▶ **Assignment**
The expected output is exactly the lines below, starting at the line with "fn yes_no(value: bool)" and ending at the line with "UiMode::Normal => Self", both included; no other line belongs in it.

══ Supplied information

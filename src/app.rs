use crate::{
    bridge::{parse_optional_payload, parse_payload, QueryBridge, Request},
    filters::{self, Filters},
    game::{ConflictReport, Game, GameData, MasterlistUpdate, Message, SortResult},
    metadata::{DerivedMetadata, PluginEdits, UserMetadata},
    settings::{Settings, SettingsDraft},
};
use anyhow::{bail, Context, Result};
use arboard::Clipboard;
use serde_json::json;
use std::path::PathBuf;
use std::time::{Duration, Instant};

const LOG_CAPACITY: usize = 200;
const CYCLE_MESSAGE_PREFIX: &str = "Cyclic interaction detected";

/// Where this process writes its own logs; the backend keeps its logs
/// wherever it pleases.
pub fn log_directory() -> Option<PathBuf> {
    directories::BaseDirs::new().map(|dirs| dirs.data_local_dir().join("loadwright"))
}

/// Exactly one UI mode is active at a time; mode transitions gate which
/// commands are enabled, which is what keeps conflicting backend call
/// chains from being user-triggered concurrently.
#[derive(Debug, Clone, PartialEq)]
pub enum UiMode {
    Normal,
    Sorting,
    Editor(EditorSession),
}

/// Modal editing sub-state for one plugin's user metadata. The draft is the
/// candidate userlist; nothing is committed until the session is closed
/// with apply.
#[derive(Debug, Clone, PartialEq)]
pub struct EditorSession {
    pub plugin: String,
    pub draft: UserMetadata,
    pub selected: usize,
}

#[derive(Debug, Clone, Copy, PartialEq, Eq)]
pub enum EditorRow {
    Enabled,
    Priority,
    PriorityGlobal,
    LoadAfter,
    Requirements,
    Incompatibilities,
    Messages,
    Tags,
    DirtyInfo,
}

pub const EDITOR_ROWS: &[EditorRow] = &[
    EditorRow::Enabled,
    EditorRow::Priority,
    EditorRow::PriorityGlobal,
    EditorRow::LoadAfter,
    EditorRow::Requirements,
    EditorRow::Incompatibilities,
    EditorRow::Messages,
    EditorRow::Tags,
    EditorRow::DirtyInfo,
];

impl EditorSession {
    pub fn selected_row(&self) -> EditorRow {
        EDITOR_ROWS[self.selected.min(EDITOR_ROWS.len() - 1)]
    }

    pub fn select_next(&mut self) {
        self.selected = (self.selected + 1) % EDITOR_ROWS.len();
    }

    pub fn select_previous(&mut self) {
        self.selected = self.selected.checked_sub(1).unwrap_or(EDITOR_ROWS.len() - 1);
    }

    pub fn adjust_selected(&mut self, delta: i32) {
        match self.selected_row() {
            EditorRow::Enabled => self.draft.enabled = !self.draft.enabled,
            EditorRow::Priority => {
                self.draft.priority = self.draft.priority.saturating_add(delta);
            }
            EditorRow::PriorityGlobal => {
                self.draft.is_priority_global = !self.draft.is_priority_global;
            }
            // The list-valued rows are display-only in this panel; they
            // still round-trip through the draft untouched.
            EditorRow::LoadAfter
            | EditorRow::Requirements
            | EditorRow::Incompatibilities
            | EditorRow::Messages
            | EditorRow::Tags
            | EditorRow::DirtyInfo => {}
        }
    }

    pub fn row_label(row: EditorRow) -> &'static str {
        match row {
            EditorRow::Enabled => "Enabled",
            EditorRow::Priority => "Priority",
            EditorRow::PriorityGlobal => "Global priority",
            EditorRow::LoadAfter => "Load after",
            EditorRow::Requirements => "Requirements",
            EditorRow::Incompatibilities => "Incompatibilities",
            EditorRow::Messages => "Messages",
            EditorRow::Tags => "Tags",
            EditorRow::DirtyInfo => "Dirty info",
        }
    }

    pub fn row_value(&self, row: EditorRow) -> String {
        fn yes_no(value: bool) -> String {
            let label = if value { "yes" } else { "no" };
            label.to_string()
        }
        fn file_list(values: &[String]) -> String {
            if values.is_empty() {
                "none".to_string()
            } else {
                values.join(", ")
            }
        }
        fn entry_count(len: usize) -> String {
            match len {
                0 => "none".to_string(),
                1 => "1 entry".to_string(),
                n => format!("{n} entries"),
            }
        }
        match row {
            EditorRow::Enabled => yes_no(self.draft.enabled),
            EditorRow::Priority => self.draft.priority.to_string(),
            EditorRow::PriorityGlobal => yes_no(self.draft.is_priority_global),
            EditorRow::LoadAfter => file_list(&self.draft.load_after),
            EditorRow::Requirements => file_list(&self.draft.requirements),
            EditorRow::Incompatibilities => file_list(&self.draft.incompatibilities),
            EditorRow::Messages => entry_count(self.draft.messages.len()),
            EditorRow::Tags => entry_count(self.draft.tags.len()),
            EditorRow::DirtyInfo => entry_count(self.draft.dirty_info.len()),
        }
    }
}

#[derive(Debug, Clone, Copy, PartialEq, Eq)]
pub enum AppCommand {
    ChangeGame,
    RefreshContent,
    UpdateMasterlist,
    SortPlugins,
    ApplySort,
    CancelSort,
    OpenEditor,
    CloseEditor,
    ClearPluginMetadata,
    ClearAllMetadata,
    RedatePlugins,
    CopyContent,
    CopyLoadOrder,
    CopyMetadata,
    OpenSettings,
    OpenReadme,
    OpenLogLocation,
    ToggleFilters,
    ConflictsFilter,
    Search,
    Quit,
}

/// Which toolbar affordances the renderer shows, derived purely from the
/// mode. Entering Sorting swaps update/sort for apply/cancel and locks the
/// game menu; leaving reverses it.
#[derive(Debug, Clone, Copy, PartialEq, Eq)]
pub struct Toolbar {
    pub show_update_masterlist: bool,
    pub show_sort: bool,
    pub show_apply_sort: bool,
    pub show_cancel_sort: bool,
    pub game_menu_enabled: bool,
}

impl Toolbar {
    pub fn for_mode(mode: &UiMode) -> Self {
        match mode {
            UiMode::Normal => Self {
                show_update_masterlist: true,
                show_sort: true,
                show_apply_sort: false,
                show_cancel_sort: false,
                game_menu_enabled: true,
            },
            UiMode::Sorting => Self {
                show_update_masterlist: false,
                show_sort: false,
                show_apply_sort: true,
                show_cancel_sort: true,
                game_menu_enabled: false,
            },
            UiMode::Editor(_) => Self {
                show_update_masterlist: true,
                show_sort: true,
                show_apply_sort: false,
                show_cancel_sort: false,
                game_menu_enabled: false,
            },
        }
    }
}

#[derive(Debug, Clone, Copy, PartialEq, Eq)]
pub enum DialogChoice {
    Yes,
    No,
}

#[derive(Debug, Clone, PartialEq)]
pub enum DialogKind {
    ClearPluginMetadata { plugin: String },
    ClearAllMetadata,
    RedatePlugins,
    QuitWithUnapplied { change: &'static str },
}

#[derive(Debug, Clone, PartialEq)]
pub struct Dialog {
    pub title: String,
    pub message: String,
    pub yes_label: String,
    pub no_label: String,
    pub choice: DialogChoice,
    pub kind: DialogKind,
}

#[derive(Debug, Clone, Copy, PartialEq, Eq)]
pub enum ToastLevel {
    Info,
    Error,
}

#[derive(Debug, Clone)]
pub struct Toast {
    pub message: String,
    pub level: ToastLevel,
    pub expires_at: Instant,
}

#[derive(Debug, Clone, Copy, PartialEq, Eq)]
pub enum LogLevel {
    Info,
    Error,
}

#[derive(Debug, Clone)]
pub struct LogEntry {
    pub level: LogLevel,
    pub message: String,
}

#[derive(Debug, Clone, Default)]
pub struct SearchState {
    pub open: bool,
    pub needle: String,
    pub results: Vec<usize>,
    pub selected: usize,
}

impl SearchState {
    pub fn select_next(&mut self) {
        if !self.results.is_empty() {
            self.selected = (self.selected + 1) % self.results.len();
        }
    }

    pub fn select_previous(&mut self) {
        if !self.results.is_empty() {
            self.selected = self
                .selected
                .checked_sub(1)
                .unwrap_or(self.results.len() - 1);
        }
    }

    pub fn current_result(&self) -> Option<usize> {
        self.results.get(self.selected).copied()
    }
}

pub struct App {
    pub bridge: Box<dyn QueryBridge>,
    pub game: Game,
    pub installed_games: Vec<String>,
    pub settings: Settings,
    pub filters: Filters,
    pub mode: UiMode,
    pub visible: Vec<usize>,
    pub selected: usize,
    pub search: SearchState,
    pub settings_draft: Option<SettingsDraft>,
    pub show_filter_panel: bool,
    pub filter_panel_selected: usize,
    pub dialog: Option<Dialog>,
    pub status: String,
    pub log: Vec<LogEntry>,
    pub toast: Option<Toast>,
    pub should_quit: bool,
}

════

▶ **Output for this exercise**
        fn yes_no(value: bool) -> String {
            let label = if value { "yes" } else { "no" };
            label.to_string()
        }
        fn file_list(values: &[String]) -> String {
            if values.is_empty() {
                "none".to_string()
            } else {
                values.join(", ")
            }
        }
        fn entry_count(len: usize) -> String {
            match len {
                0 => "none".to_string(),
                1 => "1 entry".to_string(),
                n => format!("{n} entries"),
            }
        }
        match row {
            EditorRow::Enabled => yes_no(self.draft.enabled),
            EditorRow::Priority => self.draft.priority.to_string(),
            EditorRow::PriorityGlobal => yes_no(self.draft.is_priority_global),
            EditorRow::LoadAfter => file_list(&self.draft.load_after),
            EditorRow::Requirements => file_list(&self.draft.requirements),
            EditorRow::Incompatibilities => file_list(&self.draft.incompatibilities),
            EditorRow::Messages => entry_count(self.draft.messages.len()),
            EditorRow::Tags => entry_count(self.draft.tags.len()),
            EditorRow::DirtyInfo => entry_count(self.draft.dirty_info.len()),
        }
    }
}

#[derive(Debug, Clone, Copy, PartialEq, Eq)]
pub enum AppCommand {
    ChangeGame,
    RefreshContent,
    UpdateMasterlist,
    SortPlugins,
    ApplySort,
    CancelSort,
    OpenEditor,
    CloseEditor,
    ClearPluginMetadata,
    ClearAllMetadata,
    RedatePlugins,
    CopyContent,
    CopyLoadOrder,
    CopyMetadata,
    OpenSettings,
    OpenReadme,
    OpenLogLocation,
    ToggleFilters,
    ConflictsFilter,
    Search,
    Quit,
}

/// Which toolbar affordances the renderer shows, derived purely from the
/// mode. Entering Sorting swaps update/sort for apply/cancel and locks the
/// game menu; leaving reverses it.
#[derive(Debug, Clone, Copy, PartialEq, Eq)]
pub struct Toolbar {
    pub show_update_masterlist: bool,
    pub show_sort: bool,
    pub show_apply_sort: bool,
    pub show_cancel_sort: bool,
    pub game_menu_enabled: bool,
}

impl Toolbar {
    pub fn for_mode(mode: &UiMode) -> Self {
        match mode {
            UiMode::Normal => Self {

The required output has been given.